Health Literacy and Self-Reported Hearing Aid Use in the Health and Retirement Study.

Ear Hear

The Richard and Roxelyn Pepper Department of Communication Sciences and Disorders, Northwestern University, Evanston, Illinois, USA.

Published: July 2021

Objectives: Understanding the determinants of hearing aid use is important to improve the provision of hearing healthcare. Prior research has indicated that materials in the clinic and online, as well as audiologists' language during appointments, require a higher literacy level than most patients possess. We hypothesized that low health literacy is a barrier to entry in hearing healthcare, and therefore that health literacy would be positively correlated with the probability of hearing aid use.
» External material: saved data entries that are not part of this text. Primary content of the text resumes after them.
#[cfg(test)]
mod mesh_test {

    use super::*;
    use crate::ray::INVALID_PRIMITIVE_INDEX;
    use crate::vector::{vec2, vec3};
    use rand::Rng;
    use rand_pcg::Pcg32;

    fn make_pool() -> ThreadPool {
        ThreadPool::new(4).unwrap()
    }

    fn unit_tri_mesh() -> Mesh {
        Mesh::new_tris(
            vec![
                vec3(0.0, 0.0, 0.0),
                vec3(1.0, 0.0, 0.0),
                vec3(0.0, 1.0, 0.0),
            ],
            vec![0, 1, 2],
        )
    }

    // Two copies of the unit triangle, the second translated to z = 1
    fn stacked_tri_mesh() -> Mesh {
        Mesh::new_tris(
            vec![
                vec3(0.0, 0.0, 0.0),
                vec3(1.0, 0.0, 0.0),
                vec3(0.0, 1.0, 0.0),
                vec3(0.0, 0.0, 1.0),
                vec3(1.0, 0.0, 1.0),
                vec3(0.0, 1.0, 1.0),
            ],
            vec![0, 1, 2, 3, 4, 5],
        )
    }

    fn random_tri_mesh(count: usize, seed: u64) -> Mesh {
        let mut rng = Pcg32::new(seed, 0xa02bdbf7bb3c0a7);
        let mut vertices = Vec::with_capacity(count * 3);
        let mut indices = Vec::with_capacity(count * 3);
        for i in 0..count {
            let center = vec3(
                rng.gen_range(-5.0..5.0),
                rng.gen_range(-5.0..5.0),
                rng.gen_range(-5.0..5.0),
            );
            for _ in 0..3 {
                vertices.push(
                    center
                        + vec3(
                            rng.gen_range(-0.5..0.5),
                            rng.gen_range(-0.5..0.5),
                            rng.gen_range(-0.5..0.5),
                        ),
                );
            }
            indices.extend([3 * i as u32, 3 * i as u32 + 1, 3 * i as u32 + 2]);
        }
        Mesh::new_tris(vertices, indices)
    }

    fn random_ray(rng: &mut Pcg32) -> Ray {
        let org = vec3(
            rng.gen_range(-8.0..8.0),
            rng.gen_range(-8.0..8.0),
            rng.gen_range(-8.0..8.0),
        );
        let dir = vec3(
            rng.gen_range(-1.0..1.0),
            rng.gen_range(-1.0..1.0),
            rng.gen_range(-1.0..1.0),
        );
        Ray::new(org, dir, 0.0, 1.0e9)
    }

    // Reference intersector: test every primitive in order
    fn brute_force_closest(mesh: &Mesh, ray: &Ray) -> (bool, Ray, Hit) {
        let mut ray = *ray;
        let mut hit = Hit::none();
        let mut found = false;
        for i in 0..mesh.primitive_count() {
            if intersect_ray_tri(&mut ray, &mesh.tri(i), &mut hit) {
                hit.primitive_index = i;
                found = true;
            }
        }
        (found, ray, hit)
    }

    #[test]
    fn unit_triangle_hit() {
        let pool = make_pool();
        let mesh = unit_tri_mesh();
        let accel = MeshAccel::new(&pool, &mesh);
        let mut ray = Ray::new(vec3(0.25, 0.25, -1.0), vec3(0.0, 0.0, 1.0), 0.0, 10.0);
        let mut hit = Hit::none();
        assert!(accel.intersect_ray(&mut ray, &mut hit, false));
        assert_eq!(ray.t_max, 1.0);
        assert_eq!(hit.uv, vec2(0.25, 0.25));
        assert_eq!(hit.primitive_index, 0);
    }

    #[test]
    fn closest_hit_picks_the_nearer_triangle() {
        let pool = make_pool();
        let mesh = stacked_tri_mesh();
        let accel = MeshAccel::new(&pool, &mesh);
        let mut ray = Ray::new(vec3(0.25, 0.25, -1.0), vec3(0.0, 0.0, 1.0), 0.0, 10.0);
        let mut hit = Hit::none();
        assert!(accel.intersect_ray(&mut ray, &mut hit, false));
        assert_eq!(ray.t_max, 1.0);
        assert_eq!(hit.primitive_index, 0);
    }

    #[test]
    fn any_hit_stops_at_either_triangle() {
        let pool = make_pool();
        let mesh = stacked_tri_mesh();
        let accel = MeshAccel::new(&pool, &mesh);
        let mut ray = Ray::new(vec3(0.25, 0.25, -1.0), vec3(0.0, 0.0, 1.0), 0.0, 10.0);
        let mut hit = Hit::none();
        assert!(accel.intersect_ray(&mut ray, &mut hit, true));
        assert!(hit.primitive_index < 2);
        assert!(ray.t_max == 1.0 || ray.t_max == 2.0);
    }

    #[test]
    fn matches_brute_force_on_random_scenes() {
        let pool = make_pool();
        let mesh = random_tri_mesh(200, 23);
        let accel = MeshAccel::new(&pool, &mesh);
        let mut rng = Pcg32::new(99, 0xda3e39cb94b95bdb);
        for _ in 0..200 {
            let ray = random_ray(&mut rng);
            let (expected_found, expected_ray, expected_hit) = brute_force_closest(&mesh, &ray);

            let mut closest_ray = ray;
            let mut closest_hit = Hit::none();
            let found = accel.intersect_ray(&mut closest_ray, &mut closest_hit, false);
            assert_eq!(found, expected_found);
            if found {
                assert_eq!(closest_ray.t_max, expected_ray.t_max);
                assert_eq!(closest_hit.primitive_index, expected_hit.primitive_index);
            }

            let mut any_ray = ray;
            let mut any_hit = Hit::none();
            let any_found = accel.intersect_ray(&mut any_ray, &mut any_hit, true);
            assert_eq!(any_found, expected_found);
        }
    }

    #[test]
    fn sixteen_coincident_triangles() {
        let pool = make_pool();
        let base = unit_tri_mesh();
        let mut indices = Vec::new();
        for _ in 0..16 {
            indices.extend([0u32, 1, 2]);
        }
        let mesh = Mesh::new_tris(base.vertices.clone(), indices);
        let accel = MeshAccel::new(&pool, &mesh);
        assert_eq!(
            accel.bvh().root().bbox(),
            crate::bbox::Bbox::from_triangle(
                vec3(0.0, 0.0, 0.0),
                vec3(1.0, 0.0, 0.0),
                vec3(0.0, 1.0, 0.0)
            )
        );
        let mut ray = Ray::new(vec3(0.25, 0.25, -1.0), vec3(0.0, 0.0, 1.0), 0.0, 10.0);
        let mut hit = Hit::none();
        assert!(accel.intersect_ray(&mut ray, &mut hit, false));
        assert!(hit.primitive_index < 16);
    }

    #[test]
    fn submesh_reports_mesh_level_indices() {
        let pool = make_pool();
        // Triangles along the x axis: triangle i sits at x = 2i
        let count = 10;
        let mut vertices = Vec::new();
        let mut indices = Vec::new();
        for i in 0..count {
            let x = 2.0 * i as Real;
            vertices.push(vec3(x, 0.0, 0.0));
            vertices.push(vec3(x + 1.0, 0.0, 0.0));
            vertices.push(vec3(x, 1.0, 0.0));
            indices.extend([3 * i as u32, 3 * i as u32 + 1, 3 * i as u32 + 2]);
        }
        let mesh = Mesh::new_tris(vertices, indices);
        let accel = MeshAccel::new_submesh(&pool, &mesh, 4, 8);

        // A ray at triangle 5 hits it, reported with its mesh index
        let mut ray = Ray::new(vec3(10.25, 0.25, -1.0), vec3(0.0, 0.0, 1.0), 0.0, 10.0);
        let mut hit = Hit::none();
        assert!(accel.intersect_ray(&mut ray, &mut hit, false));
        assert_eq!(hit.primitive_index, 5);

        // A ray at triangle 1 is outside the sub-range
        let mut ray = Ray::new(vec3(2.25, 0.25, -1.0), vec3(0.0, 0.0, 1.0), 0.0, 10.0);
        let mut hit = Hit::none();
        assert!(!accel.intersect_ray(&mut ray, &mut hit, false));
        assert_eq!(hit.primitive_index, INVALID_PRIMITIVE_INDEX);
    }

    #[test]
    fn quad_mesh_hits_both_halves() {
        let pool = make_pool();
        let mesh = Mesh::new_quads(
            vec![
                vec3(0.0, 0.0, 0.0),
                vec3(1.0, 0.0, 0.0),
                vec3(1.0, 1.0, 0.0),
                vec3(0.0, 1.0, 0.0),
                vec3(2.0, 0.0, 1.0),
                vec3(3.0, 0.0, 1.0),
                vec3(3.0, 1.0, 1.0),
                vec3(2.0, 1.0, 1.0),
            ],
            vec![0, 1, 2, 3, 4, 5, 6, 7],
        );
        let accel = MeshAccel::new(&pool, &mesh);

        let mut ray = Ray::new(vec3(0.25, 0.25, -1.0), vec3(0.0, 0.0, 1.0), 0.0, 10.0);
        let mut hit = Hit::none();
        assert!(accel.intersect_ray(&mut ray, &mut hit, false));
        assert_eq!(hit.primitive_index, 0);
        assert_eq!(hit.uv, vec2(0.25, 0.25));

        let mut ray = Ray::new(vec3(2.75, 0.75, -1.0), vec3(0.0, 0.0, 1.0), 0.0, 10.0);
        let mut hit = Hit::none();
        assert!(accel.intersect_ray(&mut ray, &mut hit, false));
        assert_eq!(hit.primitive_index, 1);
        assert_eq!(hit.uv, vec2(0.75, 0.75));
        assert_eq!(ray.t_max, 2.0);
    }

    #[test]
    fn traversal_agrees_before_and_after_collapse() {
        use crate::bvh::{build_bvh, collapse_leaves};
        let pool = make_pool();
        let mesh = random_tri_mesh(64, 7);
        let tris: Vec<Tri> = (0..mesh.primitive_count()).map(|i| mesh.tri(i)).collect();
        let mut bvh = build_bvh(
            &pool,
            tris.len(),
            |i| tris[i].bbox(),
            |i| tris[i].center(),
        );
        let uncollapsed_nodes = bvh.node_count();
        let ray = Ray::new(vec3(-8.0, 0.1, 0.2), vec3(1.0, 0.0, 0.0), 0.0, 1.0e9);

        let intersect = |bvh: &Bvh, ray: &Ray| {
            let mut ray = *ray;
            let mut hit = Hit::none();
            let found = intersect_bvh(bvh, &mut ray, &mut hit, false, |leaf, ray, hit, any| {
                let first = leaf.first_child_or_primitive as usize;
                let mut found = false;
                for i in first..first + leaf.primitive_count as usize {
                    if intersect_ray_tri(ray, &tris[bvh.primitive_indices[i]], hit) {
                        hit.primitive_index = bvh.primitive_indices[i];
                        found = true;
                        if any {
                            return true;
                        }
                    }
                }
                found
            });
            (found, ray.t_max, hit.primitive_index)
        };

        let before = intersect(&bvh, &ray);
        collapse_leaves(&pool, &mut bvh, TRI_TRAVERSAL_COST);
        assert!(bvh.node_count() <= uncollapsed_nodes);
        let after = intersect(&bvh, &ray);
        assert_eq!(before, after);
    }

    #[cfg(feature = "robust-traversal")]
    #[test]
    fn shared_edge_is_watertight() {
        // Two triangles sharing the diagonal of the unit square; a ray
        // aimed exactly at the shared edge must not slip through
        let pool = make_pool();
        let mesh = Mesh::new_tris(
            vec![
                vec3(0.0, 0.0, 0.0),
                vec3(1.0, 0.0, 0.0),
                vec3(0.0, 1.0, 0.0),
                vec3(1.0, 1.0, 0.0),
            ],
            vec![0, 1, 2, 1, 3, 2],
        );
        let accel = MeshAccel::new(&pool, &mesh);
        for k in 1..8 {
            let s = k as Real / 8.0;
            let mut ray = Ray::new(vec3(s, 1.0 - s, -1.0), vec3(0.0, 0.0, 1.0), 0.0, 10.0);
            let mut hit = Hit::none();
            assert!(
                accel.intersect_ray(&mut ray, &mut hit, false),
                "ray slipped through the shared edge at s = {s}"
            );
        }
    }
}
Design: We performed retrospective analyses of the Health and Retirement Study, a longitudinal survey of American adults of retirement age. Objective health literacy was measured in different but overlapping subsamples using subsets of the Test of Functional Health Literacy in Adults and the Rapid Estimate of Adult Literacy in Medicine (n = 1240, n = 1586, and n = 2412). Subjective health literacy was assessed using a single-question screener in a larger sample (n = 8362). Separate discrete time models including common covariates of hearing aid use were constructed for each subsample.
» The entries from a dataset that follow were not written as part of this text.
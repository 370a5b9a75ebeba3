///
/// Parallel least-significant-digit radix sort of (key, value) pairs.
///
/// Each pass sorts one 8-bit digit of the key, in three phases driven
/// by the thread pool: per-task histograms over the data, a parallel
/// prefix sum across the per-task bin tables, and a stable parallel
/// scatter into the destination buffers. Buffers are ping-ponged
/// between passes; the sorted data always ends up back in the primary
/// buffers.

use crate::parallel::{compute_chunk_begin, compute_chunk_end, compute_chunk_size, UnsafeSlice};
use crate::thread_pool::ThreadPool;

const RADIX_SORT_BITS: usize = 8;
const BIN_COUNT: usize = 1 << RADIX_SORT_BITS;

/// Sort key made of 8-bit digits, least significant digit first.
/// The shape follows the `rdst` crate's key trait.
pub trait RadixKey: Copy + Send + Sync {
    /// Number of 8-bit digits in the key
    const LEVELS: usize;

    fn get_level(&self, level: usize) -> u8;
}

macro_rules! impl_radix_key {
    ($t:ty) => {
        impl RadixKey for $t {
            const LEVELS: usize = std::mem::size_of::<$t>();

            #[inline(always)]
            fn get_level(&self, level: usize) -> u8 {
                (*self >> (level * 8)) as u8
            }
        }
    };
}

impl_radix_key!(u8);
impl_radix_key!(u16);
impl_radix_key!(u32);
impl_radix_key!(u64);

/// Performs a stable radix sort over the given (key, value) pairs.
/// The scratch buffers must have the same length as the primary
/// buffers; on return the sorted pairs are in `keys`/`values` and the
/// scratch buffers hold unspecified data.
pub fn radix_sort_pairs<K: RadixKey>(
    pool: &ThreadPool,
    keys: &mut Vec<K>,
    values: &mut Vec<usize>,
    keys_scratch: &mut Vec<K>,
    values_scratch: &mut Vec<usize>,
) {
    let count = keys.len();
    assert_eq!(values.len(), count);
    assert_eq!(keys_scratch.len(), count);
    assert_eq!(values_scratch.len(), count);
    if count == 0 {
        return;
    }

    let task_count = pool.thread_count();
    let data_chunk_size = compute_chunk_size(count, task_count);
    let bin_chunk_size = compute_chunk_size(BIN_COUNT, task_count);

    // One 256-entry bin table per task, reused across passes
    let mut bins = vec![0usize; task_count * BIN_COUNT];
    let mut shared_bins = vec![0usize; BIN_COUNT];

    for level in 0..K::LEVELS {
        // Histogram the digit of every key into per-task bin tables
        {
            let keys: &[K] = keys;
            pool.scope(|scope| {
                for (j, bin_table) in bins.chunks_mut(BIN_COUNT).enumerate() {
                    let begin = compute_chunk_begin(data_chunk_size, j, count);
                    let end = compute_chunk_end(data_chunk_size, j, count);
                    scope.submit(move |_| {
                        bin_table.fill(0);
                        for key in &keys[begin..end] {
                            bin_table[key.get_level(level) as usize] += 1;
                        }
                    });
                }
                scope.wait(0);
            });
        }

        // For every bin, turn the per-task counts into a prefix sum over
        // tasks, and record the bin total
        {
            let bins_view = UnsafeSlice::new(&mut bins);
            let shared_view = UnsafeSlice::new(&mut shared_bins);
            pool.scope(|scope| {
                for k in 0..task_count {
                    let begin = compute_chunk_begin(bin_chunk_size, k, BIN_COUNT);
                    let end = compute_chunk_end(bin_chunk_size, k, BIN_COUNT);
                    let bins_view = &bins_view;
                    let shared_view = &shared_view;
                    scope.submit(move |_| {
                        for b in begin..end {
                            let mut sum = 0;
                            for j in 0..task_count {
                                // Safety: bin column `b` and entry
                                // `shared[b]` are owned by this task
                                unsafe {
                                    let index = j * BIN_COUNT + b;
                                    let old_sum = sum;
                                    sum += bins_view.read(index);
                                    bins_view.write(index, old_sum);
                                }
                            }
                            unsafe { shared_view.write(b, sum) };
                        }
                    });
                }
                scope.wait(0);
            });
        }

        // Scatter each pair to its final position for this digit
        {
            let keys_src: &[K] = keys;
            let values_src: &[usize] = values;
            let shared_bins: &[usize] = &shared_bins;
            let keys_dst = UnsafeSlice::new(keys_scratch);
            let values_dst = UnsafeSlice::new(values_scratch);
            pool.scope(|scope| {
                for (j, bin_table) in bins.chunks_mut(BIN_COUNT).enumerate() {
                    let begin = compute_chunk_begin(data_chunk_size, j, count);
                    let end = compute_chunk_end(data_chunk_size, j, count);
                    let keys_dst = &keys_dst;
                    let values_dst = &values_dst;
                    scope.submit(move |_| {
                        // Add the exclusive scan of the bin totals, making
                        // the local offsets global
                        let mut sum = 0;
                        for (offset, &total) in bin_table.iter_mut().zip(shared_bins) {
                            *offset += sum;
                            sum += total;
                        }
                        for i in begin..end {
                            let bin = keys_src[i].get_level(level) as usize;
                            let index = bin_table[bin];
                            bin_table[bin] += 1;
                            // Safety: stability makes every destination
                            // index unique across tasks
                            unsafe {
                                keys_dst.write(index, keys_src[i]);
                                values_dst.write(index, values_src[i]);
                            }
                        }
                    });
                }
                scope.wait(0);
            });
        }

        std::mem::swap(keys, keys_scratch);
        std::mem::swap(values, values_scratch);
    }
}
Results: Objective health literacy measures did not correlate significantly with hearing aid use when age, gender, race/ethnicity, self-assessed hearing ability, and net income were included in the models. Subjective health literacy did correlate significantly with hearing aid use in the complete model, with lower subjective health literacy correlated with lower odds of reporting hearing aid use.
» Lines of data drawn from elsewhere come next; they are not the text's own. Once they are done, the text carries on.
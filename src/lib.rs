/// CPU ray-tracing accelerator: a parallel builder and traverser for
/// bounding volume hierarchies over triangle and quad meshes.
///
/// The construction pipeline runs entirely on a caller-owned worker
/// pool: Morton encoding, a parallel radix sort, locally-ordered
/// agglomerative clustering, and an SAH leaf collapse pass. Per-ray
/// queries answer closest-hit or any-hit questions through a small
/// explicit traversal stack.

pub mod bbox;
pub mod bvh;
pub mod mesh;
pub mod morton;
pub mod parallel;
pub mod primitives;
pub mod radix_sort;
pub mod ray;
pub mod thread_pool;
pub mod utils;
pub mod vector;

pub use bbox::Bbox;
pub use bvh::{build_bvh, collapse_leaves, intersect_bvh, Bvh, BvhNode};
pub use mesh::{Mesh, MeshAccel, MeshType};
pub use primitives::{Quad, Tri};
pub use ray::{Hit, Ray, INVALID_PRIMITIVE_INDEX};
pub use thread_pool::{detect_system_thread_count, ThreadPool};
pub use utils::Real;
use crate::api::employee::{CreateEmployee, EmployeeListResponse, EmployeeQuery};
use crate::api::ledger::{BalanceResponse, LedgerReportResponse, YearlyTotals};
use crate::api::leave_request::{CreateLeave, LeaveFilter, LeaveListResponse};
use crate::leave::service::LedgerMonth;
use crate::model::employee::{Department, Employee};
use crate::model::leave_ledger::MonthlyLeaveLedger;
use crate::model::leave_request::{LeaveKind, LeaveRequest, LeaveStatus};
use utoipa::OpenApi;

#[derive(OpenApi)]
#[openapi(
    info(
        title = "Leave Management System API",
        version = "1.0.0",
        description = r#"
## Leave Management System

This API tracks employee leave entitlement and consumption across an
academic-year cycle (June 1 – May 31), with an admin approval workflow.

### 🔹 Key Features
- **Employee Management**
  - Register, update, list, and view employee profiles with their leave accounts
- **Leave Accrual**
  - One casual day per elapsed month, annual reset with a fresh summer allotment,
    no accrual during the May vacation month
- **Leave Requests**
  - Submit, approve, and reject requests; summer requests cap at the remaining
    allotment while regular requests may overdraw into extra leave
- **Monthly Ledger**
  - Per-month record of casual/extra/summer days taken, written only on approval

### 📦 Response Format
- JSON-based RESTful responses
- Pagination supported for list endpoints
- Every accrual/adjudication endpoint accepts an explicit `as_of` date for
  deterministic decisions

---
Built with **Rust**, **Actix Web**, **SQLx**, and **Utoipa**.
"#,
    ),
    paths(
        crate::api::leave_request::leave_list,
        crate::api::leave_request::get_leave,
        crate::api::leave_request::create_leave,
        crate::api::leave_request::approve_leave,
        crate::api::leave_request::reject_leave,

        crate::api::employee::create_employee,
        crate::api::employee::get_employee,
        crate::api::employee::list_employees,
        crate::api::employee::update_employee,
        crate::api::employee::delete_employee,

        crate::api::ledger::get_balance,
        crate::api::ledger::accrue,
        crate::api::ledger::monthly_ledger
    ),
    components(
        schemas(
            LeaveFilter,
            CreateLeave,
            LeaveRequest,
            LeaveStatus,
            LeaveKind,
            LeaveListResponse,
            CreateEmployee,
            EmployeeQuery,
            Employee,
            Department,
            EmployeeListResponse,
            BalanceResponse,
            MonthlyLeaveLedger,
            LedgerMonth,
            LedgerReportResponse,
            YearlyTotals
        )
    ),
    tags(
        (name = "Leave", description = "Leave request submission and approval APIs"),
        (name = "Employee", description = "Employee management APIs"),
        (name = "Ledger", description = "Balance, accrual, and monthly report APIs"),
    )
)]
pub struct ApiDoc;
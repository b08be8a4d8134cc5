use dotenvy::dotenv;
use std::env;

#[derive(Clone)]
pub struct Config {
    pub database_url: String,
    pub server_addr: String,

    // Rate limiting
    pub rate_submit_per_min: u32,
    pub rate_default_per_min: u32,

    pub api_prefix: String,
}

impl Config {
    pub fn from_env() -> Self {
        dotenv().ok();

        Self {
            server_addr: env::var("SERVER_ADDR").expect("SERVER_ADDR must be set"),
            database_url: env::var("DATABASE_URL").expect("DATABASE_URL must be set"),

            rate_submit_per_min: env::var("RATE_SUBMIT_PER_MIN")
                .unwrap_or_else(|_| "60".to_string())
                .parse()
                .unwrap(),
            rate_default_per_min: env::var("RATE_DEFAULT_PER_MIN")
                .unwrap_or_else(|_| "1000".to_string())
                .parse()
                .unwrap(),

            api_prefix: env::var("API_PREFIX").unwrap_or_else(|_| "/api/v1".to_string()),
        }
    }
}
Conclusions: Taken at face value, the results provide mixed evidence for a link between health literacy and hearing aid use. The results from the analysis of the largest sample, using the subjective health literacy measure, were consistent with the hypothesis that low health literacy is a barrier to hearing aid use. However, this was not supported by the analysis of the objective health literacy measures in these samples. Further research using full health literacy measurement tools and capturing other relevant variables would offer clarification on this conflict. The literacy level of clinical materials and conversation is a modifiable potential factor in hearing aid uptake, so further clinical and research consideration is warranted.